■ EXERCISE PROMPT
Search the data for the word "where" and copy each line that has it.

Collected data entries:
BEGIN
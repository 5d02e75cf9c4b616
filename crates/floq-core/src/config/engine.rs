//! Tunables for the vibe engine and its scorers.

use serde::{Deserialize, Serialize};

use crate::constants::{DEFAULT_LATENCY_BUDGET_MS, HOURS_PER_DAY, MAX_CONFIDENCE};
use crate::errors::ConfigError;

/// Baseline circadian energy for each hour of the day.
///
/// Peaks in the early evening, troughs around 04:00.
pub const DEFAULT_HOURLY_CURVE: [f64; HOURS_PER_DAY] = [
    0.35, 0.25, 0.18, 0.12, 0.10, 0.15, // 00-05
    0.30, 0.45, 0.55, 0.62, 0.66, 0.70, // 06-11
    0.72, 0.74, 0.76, 0.78, 0.80, 0.82, // 12-17
    0.84, 0.85, 0.82, 0.74, 0.62, 0.48, // 18-23
];

/// An inclusive range of hours that may wrap past midnight (e.g. 18..=2).
#[derive(Debug, Clone, Copy, PartialEq, Eq, Serialize, Deserialize)]
pub struct HourWindow {
    pub start: u8,
    pub end: u8,
}

impl HourWindow {
    pub const fn new(start: u8, end: u8) -> Self {
        Self { start, end }
    }

    pub fn contains(&self, hour: u8) -> bool {
        if self.start <= self.end {
            hour >= self.start && hour <= self.end
        } else {
            hour >= self.start || hour <= self.end
        }
    }
}

/// Circadian scorer table and chronotype tuning.
#[derive(Debug, Clone, PartialEq, Serialize, Deserialize)]
#[serde(default)]
pub struct CircadianConfig {
    /// Baseline score per hour, each in [0, 1].
    pub hourly: [f64; HOURS_PER_DAY],
    /// Added to evening/late-night hours on weekends.
    pub weekend_evening_lift: f64,
    /// Hours that count as "evening" for the weekend lift.
    pub weekend_window: HourWindow,
    /// Maximum chronotype boost before consistency weighting.
    pub chronotype_boost: f64,
    /// Hours where a lark chronotype matches.
    pub morning_window: HourWindow,
    /// Hours where an owl chronotype matches.
    pub evening_window: HourWindow,
}

impl Default for CircadianConfig {
    fn default() -> Self {
        Self {
            hourly: DEFAULT_HOURLY_CURVE,
            weekend_evening_lift: 0.08,
            weekend_window: HourWindow::new(20, 2),
            chronotype_boost: 0.15,
            morning_window: HourWindow::new(6, 11),
            evening_window: HourWindow::new(18, 2),
        }
    }
}

/// Configuration for `VibeEngine::evaluate`.
#[derive(Debug, Clone, PartialEq, Serialize, Deserialize)]
#[serde(default)]
pub struct EngineConfig {
    /// Default for the pattern-usage flag when the host builds inputs.
    pub patterns_enabled: bool,
    /// Latency target per evaluation; overruns are logged.
    pub latency_budget_ms: f64,
    /// Hard cap on reported confidence.
    pub confidence_cap: f64,
    /// Confidence for a perfectly flat distribution.
    pub confidence_floor: f64,
    /// Confidence added by a fully concentrated distribution.
    pub confidence_span: f64,
    /// Scale from `weight × score` to an `adjust_vector` delta.
    pub nudge_gain: f64,
    /// Maximum confidence contributed by the weather service.
    pub weather_confidence_cap: f64,
    /// Confidence added when active personal patterns were applied.
    pub pattern_confidence_boost: f64,
    /// Confidence added per unit of venue classification confidence.
    pub venue_confidence_weight: f64,
    pub circadian: CircadianConfig,
}

impl Default for EngineConfig {
    fn default() -> Self {
        Self {
            patterns_enabled: false,
            latency_budget_ms: DEFAULT_LATENCY_BUDGET_MS,
            confidence_cap: MAX_CONFIDENCE,
            confidence_floor: 0.3,
            confidence_span: 0.6,
            nudge_gain: 0.12,
            weather_confidence_cap: 0.15,
            pattern_confidence_boost: 0.05,
            venue_confidence_weight: 0.05,
            circadian: CircadianConfig::default(),
        }
    }
}

impl EngineConfig {
    /// Check every tunable is within its documented range.
    pub fn validate(&self) -> Result<(), ConfigError> {
        if !(self.latency_budget_ms > 0.0) {
            return Err(ConfigError::invalid(
                "engine.latency_budget_ms",
                "must be positive",
            ));
        }
        if !(self.confidence_cap > 0.0 && self.confidence_cap <= MAX_CONFIDENCE) {
            return Err(ConfigError::invalid(
                "engine.confidence_cap",
                format!("must be in (0, {MAX_CONFIDENCE}]"),
            ));
        }
        for (field, value) in [
            ("engine.confidence_floor", self.confidence_floor),
            ("engine.confidence_span", self.confidence_span),
            ("engine.nudge_gain", self.nudge_gain),
            ("engine.weather_confidence_cap", self.weather_confidence_cap),
            ("engine.pattern_confidence_boost", self.pattern_confidence_boost),
            ("engine.venue_confidence_weight", self.venue_confidence_weight),
            ("engine.circadian.weekend_evening_lift", self.circadian.weekend_evening_lift),
            ("engine.circadian.chronotype_boost", self.circadian.chronotype_boost),
        ] {
            if !(0.0..=1.0).contains(&value) {
                return Err(ConfigError::invalid(field, "must be in [0, 1]"));
            }
        }
        if let Some(hour) = self
            .circadian
            .hourly
            .iter()
            .position(|v| !(0.0..=1.0).contains(v))
        {
            return Err(ConfigError::invalid(
                "engine.circadian.hourly",
                format!("entry for hour {hour} must be in [0, 1]"),
            ));
        }
        for (field, window) in [
            ("engine.circadian.weekend_window", self.circadian.weekend_window),
            ("engine.circadian.morning_window", self.circadian.morning_window),
            ("engine.circadian.evening_window", self.circadian.evening_window),
        ] {
            if window.start > 23 || window.end > 23 {
                return Err(ConfigError::invalid(field, "hours must be in [0, 23]"));
            }
        }
        Ok(())
    }
}
//! # floq-vibe
//!
//! Real-time vibe inference for the Floq engine.
//! Fuses circadian priors, motion, screen activity, daylight, weather,
//! venue intelligence and learned personal patterns into a probability
//! distribution over vibes with bounded confidence.
//!
//! Architecture:
//! - `vector`: renormalize / adjust / concentration over a `VibeVector`
//! - `scorers`: one pure scorer per evidence source
//! - `patterns`: personal profile types, scorer biasing, cached store lookup
//! - `engine`: `VibeEngine::evaluate`, confidence, result types

pub mod engine;
pub mod inputs;
pub mod patterns;
pub mod scorers;
pub mod vector;

pub use engine::{evaluate, EngineResult, VenueIntelligenceSummary, VibeEngine};
pub use inputs::{EngineInputs, Occupancy, VenueIntelligence};
pub use patterns::PersonalPatterns;
pub use vector::{adjust_vector, concentration, renormalize_vector};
END
■ SOLUTION FOR THIS TASK
    /// Hours where a lark chronotype matches.
    /// Hours where an owl chronotype matches.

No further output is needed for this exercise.